Mr Good wrench is a brand of service. GM would be thrilled that you think it is equivalent to competency or even excellence.

The national institute for ASE (automotive service excellence) is the independent competency standards organization. Like the NHIE and ICC, ASHI and NAHI, it's a not for profit venture with some very highly paid principals and CEO's.

The technician must pay to take the exams (there are lots of them) The certificate of achievement lasts for 5 years and then the exams must be taken again. The 5 year part of the whole thing is the only legitimate requirement since cars change so dramatically in that time frame.

ASE advertises to the public as being a standard of excellence, but the fact is that any shop can hang the ASE sign up if any of their technicians have even one ASE certificate from any category. So a shop that has one tech that has the exhaust certificate looks just as qualified as my shop did with a certificate in every single category from diagnostics to front end geometry, machine shop, auto body, automatic and manual transmissions and on and on. I think when I quit the business and sold my shop I had about 40 certifications. The only reason I took any of the tests was to see how valid they were so that I would know if they were actually a credential on which I could base some of my hiring decisions.

For anyone in the know, ASE certification meant roughly the same thing as passing the NHIE and becoming a full member of ASHI. It meant something but in no way assured competence to any reasonable level.

I left a profession where to be very good, one had to be technically excellent, a savvy businessman, ethical and hardworking. If you were all of these then people thought you were a thief less than half the time.

It's exactly the same as home inspection except home inspection mas more incompetence and a far greater number (as a percentage of the field) of unethical practitioners than the auto repair business ever had or was perceived to have.

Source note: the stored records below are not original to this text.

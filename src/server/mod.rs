//! HTTP server lifecycle: address configuration, binding and graceful shutdown.

use std::env;
use std::path::PathBuf;

use axum::Router;
use tokio::net::TcpListener;
use tokio::signal;

// =============================================================================
// Configuration
// =============================================================================

/// Listener and static asset configuration.
///
/// # Environment Variables
///
/// - `HOST`: bind address (default: `0.0.0.0`)
/// - `PORT`: bind port (default: `3000`)
/// - `STATIC_DIR`: directory served for non-API paths (default: `public`)
#[derive(Debug, Clone, PartialEq, Eq)]
pub struct ServerConfig {
    pub host: String,

    pub port: u16,

    pub static_dir: PathBuf,
}

impl ServerConfig {
    #[must_use]
    pub fn new(host: impl Into<String>, port: u16) -> Self {
        Self {
            host: host.into(),
            port,
            ..Self::default()
        }
    }

    /// Reads the configuration from the process environment.
    #[must_use]
    pub fn from_env() -> Self {
        Self::from_lookup(|key| env::var(key).ok())
    }

    /// Reads the configuration from an arbitrary key lookup.
    ///
    /// Unparseable ports fall back to the default.
    #[must_use]
    pub fn from_lookup<F>(lookup: F) -> Self
    where
        F: Fn(&str) -> Option<String>,
    {
        let defaults = Self::default();

        let host = lookup("HOST")
            .map(|host| host.trim().to_string())
            .filter(|host| !host.is_empty())
            .unwrap_or(defaults.host);

        let port = match lookup("PORT") {
            Some(raw) => raw.trim().parse().unwrap_or_else(|_| {
                tracing::warn!(port = %raw, "Invalid PORT, using default");
                defaults.port
            }),
            None => defaults.port,
        };

        let static_dir = lookup("STATIC_DIR")
            .filter(|dir| !dir.trim().is_empty())
            .map_or(defaults.static_dir, PathBuf::from);

        Self {
            host,
            port,
            static_dir,
        }
    }

    #[must_use]
    pub fn socket_addr(&self) -> String {
        format!("{}:{}", self.host, self.port)
    }
}

impl Default for ServerConfig {
    fn default() -> Self {
        Self {
            host: "0.0.0.0".to_string(),
            port: 3000,
            static_dir: PathBuf::from("public"),
        }
    }
}

// =============================================================================
// Server
// =============================================================================

pub struct Server {
    config: ServerConfig,
}

impl Server {
    #[must_use]
    pub const fn new(config: ServerConfig) -> Self {
        Self { config }
    }

    /// Binds the listener and serves `router` until SIGINT or SIGTERM.
    ///
    /// # Errors
    ///
    /// Returns an error if the address cannot be bound or the server fails.
    pub async fn run(self, router: Router) -> anyhow::Result<()> {
        let address = self.config.socket_addr();

        let listener = TcpListener::bind(&address).await?;

        match listener.local_addr() {
            Ok(local) => tracing::info!("Server listening on {}", local),
            Err(error) => tracing::warn!(%error, "Could not determine local address"),
        }

        axum::serve(listener, router)
            .with_graceful_shutdown(shutdown_signal())
            .await?;

        tracing::info!("Server shutdown complete");

        Ok(())
    }
}

// =============================================================================
// Shutdown Signal
// =============================================================================

async fn shutdown_signal() {
    let ctrl_c = async {
        if let Err(error) = signal::ctrl_c().await {
            tracing::warn!(%error, "Failed to install Ctrl+C handler");
            std::future::pending::<()>().await;
        }
    };

    #[cfg(unix)]
    let terminate = async {
        match signal::unix::signal(signal::unix::SignalKind::terminate()) {
            Ok(mut signal) => {
                signal.recv().await;
            }
            Err(error) => {
                tracing::warn!(%error, "Failed to install SIGTERM handler");
                std::future::pending::<()>().await;
            }
        }
    };

    #[cfg(not(unix))]
    let terminate = std::future::pending::<()>();

    tokio::select! {
        () = ctrl_c => {
            tracing::info!("Received Ctrl+C, initiating graceful shutdown");
        }
        () = terminate => {
            tracing::info!("Received SIGTERM, initiating graceful shutdown");
        }
    }
}

// =============================================================================
// Tests
// =============================================================================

Public opinion hasn't yet caught up with home inspectors. When it does it'll be like being a mechanic; everyone will think you're lying to them and everyone will think you're ripping them off. It's only that rosy if you're good.

I said all that to say this: There were no valid measures of competence in the auto repair business. there were some highly advertised themes that paid homage to competency but no significant effort to produce the real thing.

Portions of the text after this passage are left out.